● **Brief**: Scan the entries below. Return every line that includes "pending".

#### Exercise material

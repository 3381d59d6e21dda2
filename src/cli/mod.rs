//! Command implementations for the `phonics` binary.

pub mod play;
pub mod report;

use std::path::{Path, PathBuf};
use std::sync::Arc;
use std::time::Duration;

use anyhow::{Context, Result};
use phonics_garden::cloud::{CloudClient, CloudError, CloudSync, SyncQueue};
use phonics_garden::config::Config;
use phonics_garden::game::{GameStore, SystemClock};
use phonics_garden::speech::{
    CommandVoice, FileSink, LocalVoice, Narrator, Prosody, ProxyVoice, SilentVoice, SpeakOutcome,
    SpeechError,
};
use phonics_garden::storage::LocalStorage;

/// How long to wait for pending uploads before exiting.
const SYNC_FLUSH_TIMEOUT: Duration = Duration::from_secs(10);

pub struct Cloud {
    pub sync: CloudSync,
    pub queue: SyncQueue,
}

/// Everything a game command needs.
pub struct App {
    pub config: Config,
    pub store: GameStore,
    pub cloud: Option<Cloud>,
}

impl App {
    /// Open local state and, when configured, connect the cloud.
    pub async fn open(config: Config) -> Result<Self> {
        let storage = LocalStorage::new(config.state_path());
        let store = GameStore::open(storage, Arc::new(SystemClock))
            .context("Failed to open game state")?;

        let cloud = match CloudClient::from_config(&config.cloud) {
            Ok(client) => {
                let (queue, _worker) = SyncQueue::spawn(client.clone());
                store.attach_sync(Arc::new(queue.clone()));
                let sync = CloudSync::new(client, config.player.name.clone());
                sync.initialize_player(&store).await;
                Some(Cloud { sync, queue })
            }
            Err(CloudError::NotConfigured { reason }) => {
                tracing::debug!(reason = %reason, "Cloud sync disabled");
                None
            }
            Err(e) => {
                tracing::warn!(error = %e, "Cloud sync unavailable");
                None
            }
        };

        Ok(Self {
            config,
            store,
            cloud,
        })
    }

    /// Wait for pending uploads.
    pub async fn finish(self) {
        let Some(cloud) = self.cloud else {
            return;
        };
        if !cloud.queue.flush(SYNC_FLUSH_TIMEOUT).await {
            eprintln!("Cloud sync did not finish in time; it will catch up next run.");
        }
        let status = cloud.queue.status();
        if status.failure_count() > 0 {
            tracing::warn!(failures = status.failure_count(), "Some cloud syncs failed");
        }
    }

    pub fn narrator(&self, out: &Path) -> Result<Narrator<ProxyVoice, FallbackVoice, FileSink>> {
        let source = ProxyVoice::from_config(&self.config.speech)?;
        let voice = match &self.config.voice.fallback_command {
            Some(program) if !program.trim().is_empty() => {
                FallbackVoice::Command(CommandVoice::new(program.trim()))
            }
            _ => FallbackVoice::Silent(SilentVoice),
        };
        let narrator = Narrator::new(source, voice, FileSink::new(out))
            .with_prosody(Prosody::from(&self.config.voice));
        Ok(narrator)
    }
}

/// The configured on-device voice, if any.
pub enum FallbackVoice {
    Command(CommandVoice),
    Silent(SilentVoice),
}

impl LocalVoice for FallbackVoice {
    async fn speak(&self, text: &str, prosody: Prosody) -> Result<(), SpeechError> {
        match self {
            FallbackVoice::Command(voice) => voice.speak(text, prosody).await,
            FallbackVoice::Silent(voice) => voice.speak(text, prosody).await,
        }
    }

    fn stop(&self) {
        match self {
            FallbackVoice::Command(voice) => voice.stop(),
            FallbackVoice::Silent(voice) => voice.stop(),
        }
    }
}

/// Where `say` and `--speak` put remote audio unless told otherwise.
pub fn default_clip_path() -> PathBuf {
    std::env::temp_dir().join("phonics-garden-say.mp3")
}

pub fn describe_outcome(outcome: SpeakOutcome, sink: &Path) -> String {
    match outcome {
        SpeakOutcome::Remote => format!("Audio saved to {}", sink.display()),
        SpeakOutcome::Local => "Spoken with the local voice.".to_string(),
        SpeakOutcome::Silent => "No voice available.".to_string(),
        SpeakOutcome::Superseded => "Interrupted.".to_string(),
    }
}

########

● **Answer box**:
/// How long to wait for pending uploads before exiting.
    /// Wait for pending uploads.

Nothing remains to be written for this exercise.